Echoing similar sentiments, IndigNation told CNA separately that "public discourse is likely to become more heated and toxic" as Singapore heads towards a repeal. 

"We wish to remind the members of our community that you are not alone in these trying times. Our community has a long history of weathering hostility. Look out for one another. Practice care and compassion, both for yourself and your fellow queers. Reach out to your local queer organisations if you need to," it said. 

Reminding the LGBTQ community to engage in "meaningful discussions" with those who matter, Mr Choong and Mr Leow from Oogachaga reiterated that these discussions should be done in a "safe and respectful manner", with "facts and evidence, not opinions and misinformation". 

The statement from the LGBTQ groups added that the repeal would be a "hard-won victory" and a "triumph of love over fear".

"As we celebrate this historical milestone, we urge the community, and indeed all Singaporeans, to continue to imagine and work toward a better future for all," it said.

"A society without Section 377A is a society that is more progressive, not just for LGBTQ people, but for everyone. No one is free until everyone is free.
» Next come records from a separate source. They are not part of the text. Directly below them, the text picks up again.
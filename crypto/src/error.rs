use thiserror::Error;

#[derive(Debug, Error)]
pub enum CryptoError {
    #[error("invalid private key: {0}")]
    InvalidPrivateKey(String),

    #[error("invalid public key: {0}")]
    InvalidPublicKey(String),

    #[error("credential encoding failed: {0}")]
    Encoding(String),
}
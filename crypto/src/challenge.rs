//! Relay login challenges.
//!
//! A client proves control of its account key by signing a fresh random
//! string; the encoded [`SignMessage`] is the credential sent on connect.

use rand::distributions::Alphanumeric;
use rand::Rng;
use tracker_types::{PrivateKey, SignMessage};

use crate::sign::sign_message;
use crate::CryptoError;

pub const CHALLENGE_LEN: usize = 8;

/// Random alphanumeric challenge of [`CHALLENGE_LEN`] characters.
pub fn random_challenge() -> String {
    rand::thread_rng()
        .sample_iter(&Alphanumeric)
        .take(CHALLENGE_LEN)
        .map(char::from)
        .collect()
}

/// Sign a fresh challenge for `account` and encode it as a credential blob.
pub fn sign_challenge(account: &str, private_key: &PrivateKey) -> Result<Vec<u8>, CryptoError> {
    let data = random_challenge().into_bytes();
    let signature = sign_message(&data, private_key);
    SignMessage {
        account_name: account.to_string(),
        data,
        signature: signature.0.to_vec(),
    }
    .encode()
    .map_err(|e| CryptoError::Encoding(e.to_string()))
}

#[cfg(test)]
mod tests {
    use super::*;
    use crate::keys::keypair_from_seed;
    use crate::sign::verify_signed_message;

    #[test]
    fn challenge_is_alphanumeric() {
        let c = random_challenge();
        assert_eq!(c.len(), CHALLENGE_LEN);
        assert!(c.chars().all(|ch| ch.is_ascii_alphanumeric()));
    }

    #[test]
    fn credential_verifies_against_account_key() {
        let kp = keypair_from_seed(&[9u8; 32]);
        let blob = sign_challenge("supernode1", &kp.private).unwrap();
        let msg = SignMessage::decode(&blob).unwrap();
        assert_eq!(msg.account_name, "supernode1");
        assert!(verify_signed_message(&msg, &kp.public.to_hex()));
    }
}
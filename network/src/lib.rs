//! Publish/subscribe relay for the miner tracker.
//!
//! One [`Router`] is shared by an in-process broker ([`EmbeddedBroker`]) and
//! a network-facing WebSocket broker ([`WsBroker`]). Both admit subscribers
//! only after the [`AuthGate`] accepts their signed challenge. Outbound
//! subscriptions to peer relays are kept alive by the [`PeerLinkManager`].
//!
//! The HTTP clients for a peer's sync endpoints ([`MinerLogSource`]) and for
//! the chain account service ([`ChainAccounts`]) live here too.

pub mod auth;
pub mod chain;
pub mod embedded;
pub mod error;
pub mod message;
pub mod peer_link;
pub mod remote;
pub mod router;
pub mod ws_broker;
pub mod ws_client;

pub use auth::AuthGate;
pub use chain::{ChainAccounts, EosAccountClient};
pub use embedded::{EmbeddedBroker, EmbeddedClient};
pub use error::NetworkError;
pub use message::{Handshake, HandshakeReply, Message, MessageKind};
pub use peer_link::{PeerHandler, PeerLinkManager};
pub use remote::{HttpSyncClient, MinerLogSource};
pub use router::{Router, SubscriberId, Subscription};
pub use ws_broker::{WsBroker, WsBrokerConfig};
pub use ws_client::{RunExit, WsClient, WsClientConfig};

/// Fire-and-forget publication on a topic.
pub trait Publisher {
    /// Returns `false` when the message could not be queued.
    fn publish(&self, topic: &str, content: Vec<u8>) -> bool;
}
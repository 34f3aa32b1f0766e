//! Abstract storage traits for the miner tracker.
//!
//! Every storage backend (LMDB, in-memory for testing) implements these
//! traits. The rest of the codebase depends only on the traits.
//!
//! Backends must make each single-record operation atomic with respect to
//! concurrent callers: `insert_node` is insert-if-absent, and the update
//! methods are read-modify-write under one lock or transaction.

pub mod auth;
pub mod error;
pub mod node;
pub mod progress;
pub mod query;

pub use auth::AuthStore;
pub use error::StoreError;
pub use node::NodeStore;
pub use progress::ProgressStore;
pub use query::{NodeQuery, SortOrder};

/// Database names inside one storage environment.
#[derive(Clone, Debug, PartialEq, Eq, serde::Serialize, serde::Deserialize)]
pub struct StoreNames {
    pub node_db: String,
    pub auth_db: String,
    pub progress_db: String,
}

impl Default for StoreNames {
    fn default() -> Self {
        Self {
            node_db: "Node".to_string(),
            auth_db: "Auth".to_string(),
            progress_db: "TrackProgress".to_string(),
        }
    }
}
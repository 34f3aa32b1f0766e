//! Cryptographic key types used by relay authentication.

use serde::{Deserialize, Deserializer, Serialize, Serializer};
use zeroize::{Zeroize, ZeroizeOnDrop};

use crate::TypesError;

/// A 32-byte Ed25519 public key.
#[derive(Clone, Debug, PartialEq, Eq, Hash, Serialize, Deserialize)]
pub struct PublicKey(pub [u8; 32]);

/// A 32-byte Ed25519 private key (secret seed).
///
/// Deliberately not `Debug`, `Serialize` or `Clone`. Bytes are zeroized on drop.
#[derive(Zeroize, ZeroizeOnDrop)]
pub struct PrivateKey(pub [u8; 32]);

/// A 64-byte Ed25519 signature.
#[derive(Clone, Debug, PartialEq, Eq)]
pub struct Signature(pub [u8; 64]);

impl Serialize for Signature {
    fn serialize<S: Serializer>(&self, serializer: S) -> Result<S::Ok, S::Error> {
        serializer.serialize_bytes(&self.0)
    }
}

impl<'de> Deserialize<'de> for Signature {
    fn deserialize<D: Deserializer<'de>>(deserializer: D) -> Result<Self, D::Error> {
        struct SigVisitor;

        impl<'de> serde::de::Visitor<'de> for SigVisitor {
            type Value = Signature;

            fn expecting(&self, f: &mut std::fmt::Formatter) -> std::fmt::Result {
                write!(f, "64 bytes")
            }

            fn visit_bytes<E: serde::de::Error>(self, v: &[u8]) -> Result<Self::Value, E> {
                let arr: [u8; 64] = v
                    .try_into()
                    .map_err(|_| E::invalid_length(v.len(), &self))?;
                Ok(Signature(arr))
            }

            fn visit_seq<A: serde::de::SeqAccess<'de>>(
                self,
                mut seq: A,
            ) -> Result<Self::Value, A::Error> {
                let mut arr = [0u8; 64];
                for (i, byte) in arr.iter_mut().enumerate() {
                    *byte = seq
                        .next_element()?
                        .ok_or_else(|| serde::de::Error::invalid_length(i, &self))?;
                }
                Ok(Signature(arr))
            }
        }

        deserializer.deserialize_bytes(SigVisitor)
    }
}

/// An Ed25519 key pair (public + private).
///
/// Built by `tracker_crypto::generate_keypair()` or
/// `tracker_crypto::keypair_from_private()`.
pub struct KeyPair {
    pub public: PublicKey,
    pub private: PrivateKey,
}

impl PublicKey {
    pub fn as_bytes(&self) -> &[u8; 32] {
        &self.0
    }

    /// Lower-case hex text, the form stored in `Auth` records.
    pub fn to_hex(&self) -> String {
        hex::encode(self.0)
    }

    pub fn from_hex(s: &str) -> Result<Self, TypesError> {
        let bytes = hex::decode(s).map_err(|e| TypesError::InvalidKey(e.to_string()))?;
        let arr: [u8; 32] = bytes
            .try_into()
            .map_err(|_| TypesError::InvalidKey("public key must be 32 bytes".into()))?;
        Ok(Self(arr))
    }
}

impl PrivateKey {
    /// Parse a hex-encoded 32-byte seed.
    pub fn from_hex(s: &str) -> Result<Self, TypesError> {
        let mut bytes =
            hex::decode(s.trim()).map_err(|e| TypesError::InvalidKey(e.to_string()))?;
        if bytes.len() != 32 {
            bytes.zeroize();
            return Err(TypesError::InvalidKey("private key must be 32 bytes".into()));
        }
        let mut arr = [0u8; 32];
        arr.copy_from_slice(&bytes);
        bytes.zeroize();
        Ok(Self(arr))
    }
}

impl Signature {
    pub fn as_bytes(&self) -> &[u8; 64] {
        &self.0
    }

    pub fn from_slice(bytes: &[u8]) -> Option<Self> {
        let arr: [u8; 64] = bytes.try_into().ok()?;
        Some(Self(arr))
    }
}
This is a win for humanity."

"When Section 377A is repealed, it will not only improve the lives of LGBTQ Singaporeans and their families, it will also bring other benefits to business, trade, and boost our international reputation as a progressive, developed economy," added Oogachaga's Mr Choong and Mr Leow. 


Meanwhile, other groups championing LGBTQ issues expressed support for the intention to repeal Section 377A.

Action for Aids (AfA) Singapore believes the repeal would result in more effective and safer sex education. 

"This has been a long-awaited decision on a law that has been a structural barrier to more effective safer sex education for gay and other men who have sex with men in Singapore," said the organisation. 

"With the abolition of Section 377A, AfA will work to increase and strengthen efforts to eliminate the stigma and discrimination faced by gay and other men who have sex with men, and the wider LGBTQ communities in accessing early diagnosis and care for HIV infection, STDs and other health challenges."

The organisation looks forward to "more inclusive sexuality education programmes in schools", and "fairer portrayal" of men who have sex with men in the media that can facilitate treatment and prevention of HIV and other sexually transmitted diseases (STD). 

"AfA has long believed that removing Section 377A will significantly strengthen HIV and STD control programmes in Singapore, not just for gay and other men who have sex with men, but indeed for everyone," it said. 

SAFE (Supporting, Affirming and Empowering our LGBTQ+ Friends and Family) Singapore, which is made up of friends and family members of LGBTQ individuals, told CNA that the news was "truly joyful". 

"As parents, family members and friends of gay and queer people, we have suffered and struggled with them while they stayed in the closet or feared being criminalised for who they are and who they love due to Section 377A," it said. 

SAFE sees the announcement as "the start of healing for many families". It hopes to see more parents willing to "support and uplift their gay sons and daughters who come out to them", and for "dialogue with other members of their (extended) families, neighbourhoods, communities, workplaces to foster greater understanding for gay men and women, and their families". 

The group also urged schools to "take particular care around the safety and well-being of LGBTQ students and students who are marginalised in any other way". 

"Our LGBTQ friends and family members have always been a part of us. We love and support them. We are extremely glad that our gay sons, brothers, family members and friends are no long considered criminals for loving who they do," said SAFE.

"We hope that they will be treated as equally valued and respected members of our society, as they have always been for our families."